→ **Work required**:
Gather every line below where "nationality" appears.
___ Supplied data
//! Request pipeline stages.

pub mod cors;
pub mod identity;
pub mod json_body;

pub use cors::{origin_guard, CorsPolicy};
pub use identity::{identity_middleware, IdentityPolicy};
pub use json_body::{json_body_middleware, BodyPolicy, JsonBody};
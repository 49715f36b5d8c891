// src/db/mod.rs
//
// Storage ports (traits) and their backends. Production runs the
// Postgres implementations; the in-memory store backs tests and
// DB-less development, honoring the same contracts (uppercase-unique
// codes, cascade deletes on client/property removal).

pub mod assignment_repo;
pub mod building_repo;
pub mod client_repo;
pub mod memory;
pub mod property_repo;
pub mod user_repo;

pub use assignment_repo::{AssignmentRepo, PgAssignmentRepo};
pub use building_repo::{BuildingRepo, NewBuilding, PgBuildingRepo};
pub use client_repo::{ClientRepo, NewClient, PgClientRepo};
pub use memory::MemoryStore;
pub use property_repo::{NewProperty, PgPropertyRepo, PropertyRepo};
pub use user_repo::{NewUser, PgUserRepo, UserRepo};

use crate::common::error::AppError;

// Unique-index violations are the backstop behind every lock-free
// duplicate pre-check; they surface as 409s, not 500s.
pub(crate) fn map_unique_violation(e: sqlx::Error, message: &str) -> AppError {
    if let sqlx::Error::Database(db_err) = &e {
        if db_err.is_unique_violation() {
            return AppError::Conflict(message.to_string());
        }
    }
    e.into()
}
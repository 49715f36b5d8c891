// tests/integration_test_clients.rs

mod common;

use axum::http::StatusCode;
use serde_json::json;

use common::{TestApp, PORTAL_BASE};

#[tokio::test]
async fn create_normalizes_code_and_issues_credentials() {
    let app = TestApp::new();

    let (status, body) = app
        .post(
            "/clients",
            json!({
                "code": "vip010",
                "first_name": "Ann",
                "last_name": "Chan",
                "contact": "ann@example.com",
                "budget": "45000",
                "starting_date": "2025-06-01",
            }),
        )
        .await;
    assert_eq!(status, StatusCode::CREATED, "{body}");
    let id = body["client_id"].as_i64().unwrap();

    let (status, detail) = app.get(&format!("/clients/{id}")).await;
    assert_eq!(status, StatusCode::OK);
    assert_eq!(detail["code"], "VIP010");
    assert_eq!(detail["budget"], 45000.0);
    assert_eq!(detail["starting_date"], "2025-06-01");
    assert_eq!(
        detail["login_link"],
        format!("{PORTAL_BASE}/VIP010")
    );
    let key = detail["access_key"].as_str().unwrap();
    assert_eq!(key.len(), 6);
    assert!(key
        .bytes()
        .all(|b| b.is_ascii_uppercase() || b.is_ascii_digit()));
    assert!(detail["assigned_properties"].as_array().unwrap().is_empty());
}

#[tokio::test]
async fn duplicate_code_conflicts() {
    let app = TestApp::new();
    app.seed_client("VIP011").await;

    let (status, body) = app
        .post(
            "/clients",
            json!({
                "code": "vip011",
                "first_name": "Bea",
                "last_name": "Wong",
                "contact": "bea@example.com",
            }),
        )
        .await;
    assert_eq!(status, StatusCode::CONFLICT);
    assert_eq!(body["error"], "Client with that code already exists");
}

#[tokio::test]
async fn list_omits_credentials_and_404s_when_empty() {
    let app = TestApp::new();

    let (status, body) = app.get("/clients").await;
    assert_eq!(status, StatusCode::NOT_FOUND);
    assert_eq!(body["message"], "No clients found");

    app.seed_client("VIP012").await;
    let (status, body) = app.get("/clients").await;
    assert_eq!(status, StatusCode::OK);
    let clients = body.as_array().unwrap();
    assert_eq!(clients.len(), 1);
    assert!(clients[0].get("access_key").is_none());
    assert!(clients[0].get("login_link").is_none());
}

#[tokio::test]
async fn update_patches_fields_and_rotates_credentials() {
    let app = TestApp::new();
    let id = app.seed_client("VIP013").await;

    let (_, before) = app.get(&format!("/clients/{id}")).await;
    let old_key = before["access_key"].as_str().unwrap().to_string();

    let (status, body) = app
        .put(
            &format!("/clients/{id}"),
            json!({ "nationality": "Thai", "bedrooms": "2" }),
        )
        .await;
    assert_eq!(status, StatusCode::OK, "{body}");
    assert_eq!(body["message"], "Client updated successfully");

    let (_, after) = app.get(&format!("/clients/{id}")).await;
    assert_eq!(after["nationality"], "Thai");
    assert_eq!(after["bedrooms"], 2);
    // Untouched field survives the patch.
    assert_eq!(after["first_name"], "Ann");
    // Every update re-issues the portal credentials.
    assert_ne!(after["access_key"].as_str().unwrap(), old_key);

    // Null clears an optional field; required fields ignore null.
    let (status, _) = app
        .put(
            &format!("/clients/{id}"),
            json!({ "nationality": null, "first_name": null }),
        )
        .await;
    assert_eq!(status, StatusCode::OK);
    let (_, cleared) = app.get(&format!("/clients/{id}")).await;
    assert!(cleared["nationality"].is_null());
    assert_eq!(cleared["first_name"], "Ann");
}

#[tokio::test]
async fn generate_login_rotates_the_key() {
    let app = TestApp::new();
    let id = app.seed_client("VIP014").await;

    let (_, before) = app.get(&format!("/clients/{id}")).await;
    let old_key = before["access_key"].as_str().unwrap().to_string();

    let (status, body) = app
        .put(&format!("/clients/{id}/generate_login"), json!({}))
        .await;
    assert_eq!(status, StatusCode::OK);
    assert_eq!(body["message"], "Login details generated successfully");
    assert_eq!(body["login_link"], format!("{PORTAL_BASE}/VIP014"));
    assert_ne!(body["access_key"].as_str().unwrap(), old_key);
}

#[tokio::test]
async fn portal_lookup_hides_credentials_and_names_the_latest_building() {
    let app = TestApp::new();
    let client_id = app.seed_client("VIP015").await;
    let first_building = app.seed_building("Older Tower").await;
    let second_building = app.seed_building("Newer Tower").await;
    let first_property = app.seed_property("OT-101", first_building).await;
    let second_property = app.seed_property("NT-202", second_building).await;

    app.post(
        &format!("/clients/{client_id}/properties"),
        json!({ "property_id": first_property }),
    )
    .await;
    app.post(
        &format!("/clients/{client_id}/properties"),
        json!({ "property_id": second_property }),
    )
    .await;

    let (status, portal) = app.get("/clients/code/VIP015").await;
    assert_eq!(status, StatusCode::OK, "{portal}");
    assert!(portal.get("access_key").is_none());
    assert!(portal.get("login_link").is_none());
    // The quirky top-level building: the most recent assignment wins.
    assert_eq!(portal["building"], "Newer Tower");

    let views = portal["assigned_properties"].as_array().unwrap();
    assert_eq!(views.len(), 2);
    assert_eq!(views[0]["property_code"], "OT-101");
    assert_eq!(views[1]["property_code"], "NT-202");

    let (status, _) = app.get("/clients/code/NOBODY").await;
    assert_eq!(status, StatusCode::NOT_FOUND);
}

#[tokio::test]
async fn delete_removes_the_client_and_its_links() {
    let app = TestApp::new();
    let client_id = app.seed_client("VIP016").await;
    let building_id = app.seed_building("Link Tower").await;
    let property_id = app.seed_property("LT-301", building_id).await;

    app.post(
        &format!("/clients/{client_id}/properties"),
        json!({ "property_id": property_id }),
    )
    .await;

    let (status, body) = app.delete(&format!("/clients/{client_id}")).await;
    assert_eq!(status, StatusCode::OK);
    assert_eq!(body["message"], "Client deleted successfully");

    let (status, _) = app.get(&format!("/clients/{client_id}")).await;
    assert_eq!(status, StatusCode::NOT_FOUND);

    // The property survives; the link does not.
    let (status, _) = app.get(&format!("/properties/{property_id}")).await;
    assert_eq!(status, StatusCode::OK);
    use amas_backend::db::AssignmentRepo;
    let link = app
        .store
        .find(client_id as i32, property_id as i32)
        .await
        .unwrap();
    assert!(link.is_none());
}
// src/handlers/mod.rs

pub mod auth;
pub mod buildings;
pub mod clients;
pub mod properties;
______
→ **Response**:
            json!({ "nationality": "Thai", "bedrooms": "2" }),
    assert_eq!(after["nationality"], "Thai");
            json!({ "nationality": null, "first_name": null }),
    assert!(cleared["nationality"].is_null());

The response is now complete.